In his defense, Boykin stated that he did not intentionally miss the court date in the first case, but that he honestly forgot about it as he was under a great deal of pressure due to his law partner leaving the firm with only two days notice which left Boykin with no secretary or assistant.  He also stated that he is no longer practicing law full time and he has closed his office due to an extended illness.  Boykin recommended a 6 month suspension, but the Georgia Bar urged the Court to reject this as not adequate.  In light of Boykin's previous discipline, which included a two year suspension, a public reprimand, a Review Panel reprimand, and an Investigative Panel Reprimand, the Court agreed with the Bar and rejected Boykin's petition for voluntary discipline.

Monday, April 23, 2012

POOR BRIEF LEADS TO SUSPENSION

Andre Sobolevsky, a New York attorney, licensed since 1985, has been publicly reprimanded and suspended by both the U.S. Court of Appeals for the Second Circuit and the New York State Bar.  The Second Circuit proceedings concerned charges that Sobolevsky:"(1) submitted deficient briefs in seven immigration matters; (2) failed to comply with numerous scheduling orders, including failing to submit briefs in support of immigration petitions; and (3) filed with the Second Circuit petitions that involved immigration proceedings completed in other circuits.  In his defense, Sobolevsky offered numerous different explanations for his mistakes including a large influx of petitions, his diagnosis with glaucoma, inability to bear the expenses of filing briefs when clients abandoned their cases, and disruptions from moving his law office.  The Second Circuit's Committee on Admissions and Grievances found that he had submitted briefs that were of "shockingly poor quality," with defects including incorrect clients' names, irrelevant boilerplate, and reference to evidence which had not been submitted.  Making matters worse for Sobolevsky were his explanation that he relied on his paralegal for most of the work and filed it without reviewing it.  This was viewed as an admission that he had allowed and aided the unauthorized practice of law and failed to supervise staff at his direction who were non-lawyers.  It also found that his failure to read the records resulted in most of his petitions being filed in the wrong circuit, showing a lack of respect and candor toward the court.  Both the Second Circuit and New York suspended him for at least two years, and the Second Circuit also requires proof of attendance at CLE classes in brief-writing and law office management before allowing him to resume practice. 

Friday, April 20, 2012

PAY YOUR CHILD SUPPORT TO STAY IN GOOD STANDING!

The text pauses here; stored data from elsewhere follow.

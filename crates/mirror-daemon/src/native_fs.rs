//! Native filesystem implementation using tokio::fs.

use async_trait::async_trait;
use mirror_core::fs::{
    mtime_from_system_time, EntryKind, FileEntry, FileStat, FileSystem, FsError, Result,
};
use std::path::{Path, PathBuf};
use tokio::fs;

/// Native filesystem rooted at a base directory (the working directory for the daemon).
pub struct NativeFs {
    base_path: PathBuf,
}

impl NativeFs {
    pub fn new(base_path: PathBuf) -> Self {
        Self { base_path }
    }

    pub fn base_path(&self) -> &Path {
        &self.base_path
    }

    fn full_path(&self, path: &str) -> PathBuf {
        if path.is_empty() {
            self.base_path.clone()
        } else {
            self.base_path.join(path)
        }
    }
}

#[async_trait]
impl FileSystem for NativeFs {
    async fn read(&self, path: &str) -> Result<Vec<u8>> {
        fs::read(self.full_path(path))
            .await
            .map_err(|e| FsError::io(path, e))
    }

    async fn list(&self, path: &str) -> Result<Vec<FileEntry>> {
        let full_path = self.full_path(path);
        let mut entries = Vec::new();

        let mut dir = fs::read_dir(&full_path)
            .await
            .map_err(|e| FsError::io(path, e))?;

        while let Some(entry) = dir.next_entry().await.map_err(|e| FsError::io(path, e))? {
            let name = entry.file_name().to_string_lossy().to_string();
            // file_type() does not follow symlinks.
            let file_type = entry
                .file_type()
                .await
                .map_err(|e| FsError::io(path, e))?;

            let kind = if file_type.is_file() {
                EntryKind::File
            } else if file_type.is_dir() {
                EntryKind::Dir
            } else {
                EntryKind::Other
            };
            entries.push(FileEntry { name, kind });
        }

        entries.sort_by(|a, b| a.name.cmp(&b.name));
        Ok(entries)
    }

    async fn stat(&self, path: &str) -> Result<FileStat> {
        let metadata = fs::metadata(self.full_path(path))
            .await
            .map_err(|e| FsError::io(path, e))?;

        let mtime = metadata
            .modified()
            .map(mtime_from_system_time)
            .map_err(|e| FsError::io(path, e))?;

        Ok(FileStat {
            mtime,
            size: metadata.len(),
        })
    }

    async fn exists(&self, path: &str) -> Result<bool> {
        fs::try_exists(self.full_path(path))
            .await
            .map_err(|e| FsError::io(path, e))
    }
}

William Melendez was admitted to the New York bar in 2009.  He maintains an office in New York but resides in Puerto Rico.  On January 26, 2011, the Superior Court of Puerto Rico issued an ordering finding that he had failed to make child support payments for the last 36 months and was over $90,000 in arrears.  This was reported to New York, and under New York Domestic Relations Law Section 244-c, he faced a suspension of his law license since his arrears in child support were over 4 months.  The New York Appellate Division for the First Judicial Department has indefinitely suspended Melendez until he pays the full amount of child support. 

The opinion can be found here.

Thursday, April 19, 2012

NO DRINKING ORDER REVERSED!

William Sundquist, an 80 year old administrative law judge was appropriately reprimanded for violating his probation when he tested positive for alcohol after a misdemeanor case of operating a vehicle while impaired.  The Michigan Discipline Hearing panel imposed a reprimand and a condition that he attend AA meetings at least twice a week and abstain from alcohol for one year.  

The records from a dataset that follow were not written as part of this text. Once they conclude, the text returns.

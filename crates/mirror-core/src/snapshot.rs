//! Snapshot capture: a path → modification-time map of the local tree.

use crate::fs::{EntryKind, FileSystem, FsError, Mtime, Result};
use std::collections::BTreeMap;

/// Observed state of the local tree at one poll.
///
/// Keys are paths relative to the filesystem base, `/`-separated, and include
/// the mirror root as their first component (`proj/src/main.c`).
#[derive(Debug, Clone, Default, PartialEq, Eq)]
pub struct Snapshot {
    entries: BTreeMap<String, Mtime>,
}

impl Snapshot {
    pub fn new() -> Self {
        Self::default()
    }

    pub fn get(&self, path: &str) -> Option<Mtime> {
        self.entries.get(path).copied()
    }

    pub fn contains(&self, path: &str) -> bool {
        self.entries.contains_key(path)
    }

    pub fn len(&self) -> usize {
        self.entries.len()
    }

    pub fn is_empty(&self) -> bool {
        self.entries.is_empty()
    }

    /// Iterate entries in path order.
    pub fn iter(&self) -> impl Iterator<Item = (&str, Mtime)> {
        self.entries.iter().map(|(path, mtime)| (path.as_str(), *mtime))
    }

    pub fn paths(&self) -> impl Iterator<Item = &str> {
        self.entries.keys().map(String::as_str)
    }
}

impl<P: AsRef<str>> FromIterator<(P, Mtime)> for Snapshot {
    fn from_iter<I: IntoIterator<Item = (P, Mtime)>>(iter: I) -> Self {
        Self {
            entries: iter
                .into_iter()
                .map(|(path, mtime)| (normalize_path(path.as_ref()), mtime))
                .collect(),
        }
    }
}

/// Normalize a relative path to `/` separators with no leading `./`,
/// trailing slash or empty components.
pub fn normalize_path(path: &str) -> String {
    path.split(['/', '\\'])
        .filter(|part| !part.is_empty() && *part != ".")
        .collect::<Vec<_>>()
        .join("/")
}

/// Directory part of a normalized path (`""` for top-level entries).
pub fn parent_dir(path: &str) -> &str {
    path.rfind('/').map(|pos| &path[..pos]).unwrap_or("")
}

/// Basename of a normalized path.
pub fn file_name(path: &str) -> &str {
    path.rfind('/').map(|pos| &path[pos + 1..]).unwrap_or(path)
}

/// Walk `root` and record every regular file's modification time.
///
/// Symlinks and other non-regular entries are skipped without being followed.
pub async fn capture<F: FileSystem + ?Sized>(fs: &F, root: &str) -> Result<Snapshot> {
    let root = normalize_path(root);
    let mut entries = BTreeMap::new();
    let mut pending = vec![root.clone()];

    while let Some(dir) = pending.pop() {
        let listing = match fs.list(&dir).await {
            Ok(listing) => listing,
            // Raced with a deletion below the root; the next poll sees it gone.
            Err(FsError::NotFound(_)) if dir != root => continue,
            Err(e) => return Err(e),
        };

        for entry in listing {
            let path = if dir.is_empty() {
                entry.name
            } else {
                format!("{}/{}", dir, entry.name)
            };
            match entry.kind {
                EntryKind::Dir => pending.push(path),
                EntryKind::File => match fs.stat(&path).await {
                    Ok(stat) => {
                        entries.insert(path, stat.mtime);
                    }
                    Err(FsError::NotFound(_)) => {}
                    Err(e) => return Err(e),
                },
                EntryKind::Other => {}
            }
        }
    }

    Ok(Snapshot { entries })
}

Sundquist petitioned for review, arguing that the panel should be reversed and an order of no discipline was the correct resolution.  The Administrator petitioned for review as well, and asked for "a condition of two-years monitoring by the State bar of Michigan Lawyers and Judges Assistance Program (LJAP), along with a requirement of abstinence," which likely would have been for two years also. 

Despite this being his second drinking and driving related arrest (the first being in 1983), the discipline board confirmed and reversed his punishment.  They found no error in the decision to give a reprimand instead of an order imposing no discipline.  However, they stated that Sundquist had "engaged in the abuse of alcohol, but was not dependant on it."  He had attended numerous AA meetings over the years and there was no evidence that he lacked the ability to modify or stop his drinking so as to stay within the law and act professionally.  The board therefore reversed the order requiring him to abstain from alcohol for one year. 

The opinion can be found here

Wednesday, April 18, 2012

BUYING DRUGS FROM A CLIENT - JUST PLAIN STUPID!

A Minnesota attorney, Jennifer Cummings, has been suspended from the practice of law for 90 days following her pleading guilty to one count of fifth-degree possession of a controlled substance from a client and violating Minnesota Rule of Professional Conduct 8.4(b). 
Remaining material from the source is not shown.